What is required: Beneath this line is the data. Output exactly the lines from the line with "volume_id: &VolumeId, priority: Priority)" to the line with "if gate.high_count.load(Ordering::Acquire) == 0", both ends included, and nothing more.

──────── Available data

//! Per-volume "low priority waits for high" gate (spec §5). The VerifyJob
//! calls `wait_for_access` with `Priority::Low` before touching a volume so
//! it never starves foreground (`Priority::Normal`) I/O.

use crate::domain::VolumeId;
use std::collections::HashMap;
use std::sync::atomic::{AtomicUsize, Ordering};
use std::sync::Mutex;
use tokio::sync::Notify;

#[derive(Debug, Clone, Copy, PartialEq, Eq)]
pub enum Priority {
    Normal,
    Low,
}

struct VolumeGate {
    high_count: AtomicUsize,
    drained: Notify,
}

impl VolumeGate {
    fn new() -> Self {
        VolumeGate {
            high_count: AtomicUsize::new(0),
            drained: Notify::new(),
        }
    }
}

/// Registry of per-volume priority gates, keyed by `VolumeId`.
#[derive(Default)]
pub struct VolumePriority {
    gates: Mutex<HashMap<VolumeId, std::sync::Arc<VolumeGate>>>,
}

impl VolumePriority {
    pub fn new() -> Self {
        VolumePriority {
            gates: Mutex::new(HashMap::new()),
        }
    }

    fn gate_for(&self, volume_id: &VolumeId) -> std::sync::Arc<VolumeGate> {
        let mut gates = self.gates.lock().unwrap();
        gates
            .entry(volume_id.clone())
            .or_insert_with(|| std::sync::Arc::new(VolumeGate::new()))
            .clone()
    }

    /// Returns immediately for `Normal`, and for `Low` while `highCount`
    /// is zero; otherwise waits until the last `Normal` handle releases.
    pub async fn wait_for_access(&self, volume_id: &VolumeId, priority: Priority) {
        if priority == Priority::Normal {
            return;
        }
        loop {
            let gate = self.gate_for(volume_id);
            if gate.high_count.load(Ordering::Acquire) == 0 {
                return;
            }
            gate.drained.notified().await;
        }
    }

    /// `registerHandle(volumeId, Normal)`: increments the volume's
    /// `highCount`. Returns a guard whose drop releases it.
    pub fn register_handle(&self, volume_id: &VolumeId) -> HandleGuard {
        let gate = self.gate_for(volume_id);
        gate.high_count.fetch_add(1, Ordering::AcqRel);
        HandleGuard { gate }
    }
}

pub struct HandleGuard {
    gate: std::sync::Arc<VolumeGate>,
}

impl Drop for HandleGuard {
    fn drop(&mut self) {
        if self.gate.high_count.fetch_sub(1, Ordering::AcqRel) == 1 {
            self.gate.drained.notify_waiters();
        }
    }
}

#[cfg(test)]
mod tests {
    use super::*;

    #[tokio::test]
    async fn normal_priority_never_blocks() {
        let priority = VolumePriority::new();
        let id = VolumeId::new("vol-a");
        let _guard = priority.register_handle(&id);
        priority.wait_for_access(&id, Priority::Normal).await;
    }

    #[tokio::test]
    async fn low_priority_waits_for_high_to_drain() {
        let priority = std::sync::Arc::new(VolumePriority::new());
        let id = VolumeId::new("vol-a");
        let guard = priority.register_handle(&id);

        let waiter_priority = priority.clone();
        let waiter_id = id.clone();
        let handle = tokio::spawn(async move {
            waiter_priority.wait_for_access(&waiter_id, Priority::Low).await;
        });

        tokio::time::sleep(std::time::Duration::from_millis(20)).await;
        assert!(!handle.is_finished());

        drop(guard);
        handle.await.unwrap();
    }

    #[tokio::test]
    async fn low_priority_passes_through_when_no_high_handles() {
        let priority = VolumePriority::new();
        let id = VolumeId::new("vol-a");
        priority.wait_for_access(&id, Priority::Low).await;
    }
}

────────────────
──────── Available data

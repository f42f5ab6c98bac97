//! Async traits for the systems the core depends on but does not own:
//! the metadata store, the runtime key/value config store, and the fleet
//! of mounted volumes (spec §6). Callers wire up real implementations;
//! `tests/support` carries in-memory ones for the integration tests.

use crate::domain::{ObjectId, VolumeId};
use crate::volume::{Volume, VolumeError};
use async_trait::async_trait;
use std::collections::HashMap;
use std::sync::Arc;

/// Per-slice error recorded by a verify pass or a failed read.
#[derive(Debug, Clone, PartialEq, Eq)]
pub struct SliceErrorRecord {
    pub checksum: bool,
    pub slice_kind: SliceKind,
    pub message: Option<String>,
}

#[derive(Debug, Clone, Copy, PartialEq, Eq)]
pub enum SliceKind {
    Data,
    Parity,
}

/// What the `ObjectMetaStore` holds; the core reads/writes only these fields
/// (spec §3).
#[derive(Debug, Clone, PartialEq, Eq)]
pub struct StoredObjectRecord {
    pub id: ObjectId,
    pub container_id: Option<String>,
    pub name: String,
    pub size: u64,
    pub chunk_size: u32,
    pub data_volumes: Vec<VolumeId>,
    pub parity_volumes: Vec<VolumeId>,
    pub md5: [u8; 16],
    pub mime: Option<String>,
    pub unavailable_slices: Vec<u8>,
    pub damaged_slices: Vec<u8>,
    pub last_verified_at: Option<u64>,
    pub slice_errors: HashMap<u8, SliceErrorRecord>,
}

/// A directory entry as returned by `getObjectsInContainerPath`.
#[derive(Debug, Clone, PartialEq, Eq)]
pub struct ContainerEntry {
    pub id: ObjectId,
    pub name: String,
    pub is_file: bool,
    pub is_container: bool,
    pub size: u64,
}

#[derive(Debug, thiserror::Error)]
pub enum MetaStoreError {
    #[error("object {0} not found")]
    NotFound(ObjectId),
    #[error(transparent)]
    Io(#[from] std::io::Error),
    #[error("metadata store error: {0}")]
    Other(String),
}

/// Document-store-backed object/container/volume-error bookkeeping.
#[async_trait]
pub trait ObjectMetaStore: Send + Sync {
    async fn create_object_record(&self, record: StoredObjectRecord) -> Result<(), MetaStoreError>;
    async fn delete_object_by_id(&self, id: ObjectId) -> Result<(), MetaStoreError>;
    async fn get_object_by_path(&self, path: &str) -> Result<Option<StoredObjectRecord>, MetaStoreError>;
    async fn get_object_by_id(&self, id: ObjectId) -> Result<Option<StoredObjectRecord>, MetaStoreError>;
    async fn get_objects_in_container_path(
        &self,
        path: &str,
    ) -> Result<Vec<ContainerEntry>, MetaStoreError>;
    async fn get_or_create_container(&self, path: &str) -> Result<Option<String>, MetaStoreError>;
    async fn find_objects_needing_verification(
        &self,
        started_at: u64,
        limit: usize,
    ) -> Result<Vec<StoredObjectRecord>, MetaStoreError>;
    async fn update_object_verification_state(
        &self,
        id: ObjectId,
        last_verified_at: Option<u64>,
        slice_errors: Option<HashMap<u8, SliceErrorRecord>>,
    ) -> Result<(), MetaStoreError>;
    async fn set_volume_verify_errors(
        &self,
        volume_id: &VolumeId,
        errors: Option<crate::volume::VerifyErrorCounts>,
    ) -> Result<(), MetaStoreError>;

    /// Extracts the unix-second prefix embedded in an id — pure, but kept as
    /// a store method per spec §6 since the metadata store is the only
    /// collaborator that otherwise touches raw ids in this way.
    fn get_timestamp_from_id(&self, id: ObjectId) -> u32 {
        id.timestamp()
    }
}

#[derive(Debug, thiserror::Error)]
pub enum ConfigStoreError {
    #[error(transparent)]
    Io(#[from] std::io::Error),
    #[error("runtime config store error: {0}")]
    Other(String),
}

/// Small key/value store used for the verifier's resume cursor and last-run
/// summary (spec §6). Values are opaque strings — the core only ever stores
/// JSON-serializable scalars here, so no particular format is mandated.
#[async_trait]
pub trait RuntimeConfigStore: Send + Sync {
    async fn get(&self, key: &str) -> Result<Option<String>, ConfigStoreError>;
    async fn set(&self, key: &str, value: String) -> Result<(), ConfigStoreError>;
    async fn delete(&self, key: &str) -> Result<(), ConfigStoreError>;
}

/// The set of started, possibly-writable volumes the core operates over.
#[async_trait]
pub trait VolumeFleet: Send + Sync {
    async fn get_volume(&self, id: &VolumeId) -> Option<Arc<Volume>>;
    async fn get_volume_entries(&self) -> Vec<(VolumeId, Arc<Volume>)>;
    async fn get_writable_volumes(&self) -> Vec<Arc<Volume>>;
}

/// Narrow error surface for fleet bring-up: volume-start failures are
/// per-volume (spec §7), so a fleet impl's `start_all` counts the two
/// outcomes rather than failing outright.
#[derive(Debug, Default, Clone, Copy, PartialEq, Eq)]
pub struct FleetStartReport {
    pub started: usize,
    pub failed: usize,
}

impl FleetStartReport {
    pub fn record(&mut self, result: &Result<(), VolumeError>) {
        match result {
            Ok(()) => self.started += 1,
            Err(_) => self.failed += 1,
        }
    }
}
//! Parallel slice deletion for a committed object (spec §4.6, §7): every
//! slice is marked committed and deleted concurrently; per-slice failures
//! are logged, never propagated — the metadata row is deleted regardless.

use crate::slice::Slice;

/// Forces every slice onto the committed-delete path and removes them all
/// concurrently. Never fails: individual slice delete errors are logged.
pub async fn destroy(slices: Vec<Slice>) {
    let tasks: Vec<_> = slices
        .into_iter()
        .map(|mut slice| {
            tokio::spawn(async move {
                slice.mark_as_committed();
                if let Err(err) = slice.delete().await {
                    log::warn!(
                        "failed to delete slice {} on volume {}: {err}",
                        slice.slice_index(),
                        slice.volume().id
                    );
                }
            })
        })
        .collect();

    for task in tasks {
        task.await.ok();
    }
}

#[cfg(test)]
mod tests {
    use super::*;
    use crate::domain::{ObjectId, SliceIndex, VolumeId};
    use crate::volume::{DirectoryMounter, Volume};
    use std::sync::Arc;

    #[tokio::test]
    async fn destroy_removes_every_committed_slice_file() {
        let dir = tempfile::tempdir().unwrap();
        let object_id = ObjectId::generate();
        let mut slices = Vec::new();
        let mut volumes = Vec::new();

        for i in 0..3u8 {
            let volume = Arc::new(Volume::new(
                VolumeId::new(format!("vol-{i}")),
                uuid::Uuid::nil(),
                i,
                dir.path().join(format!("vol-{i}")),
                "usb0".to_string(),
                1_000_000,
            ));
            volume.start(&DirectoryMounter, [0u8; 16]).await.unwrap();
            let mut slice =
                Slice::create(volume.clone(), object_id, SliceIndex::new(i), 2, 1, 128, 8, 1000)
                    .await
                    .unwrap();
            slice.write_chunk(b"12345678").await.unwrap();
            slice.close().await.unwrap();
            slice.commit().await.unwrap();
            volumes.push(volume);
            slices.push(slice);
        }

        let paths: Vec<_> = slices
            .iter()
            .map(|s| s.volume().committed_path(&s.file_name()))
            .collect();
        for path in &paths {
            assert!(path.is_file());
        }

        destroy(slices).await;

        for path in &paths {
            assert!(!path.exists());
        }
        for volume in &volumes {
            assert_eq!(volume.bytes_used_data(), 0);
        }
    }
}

────────────────

Answer:
    pub async fn wait_for_access(&self, volume_id: &VolumeId, priority: Priority) {
        if priority == Priority::Normal {
            return;
        }
        loop {
            let gate = self.gate_for(volume_id);
            if gate.high_count.load(Ordering::Acquire) == 0 {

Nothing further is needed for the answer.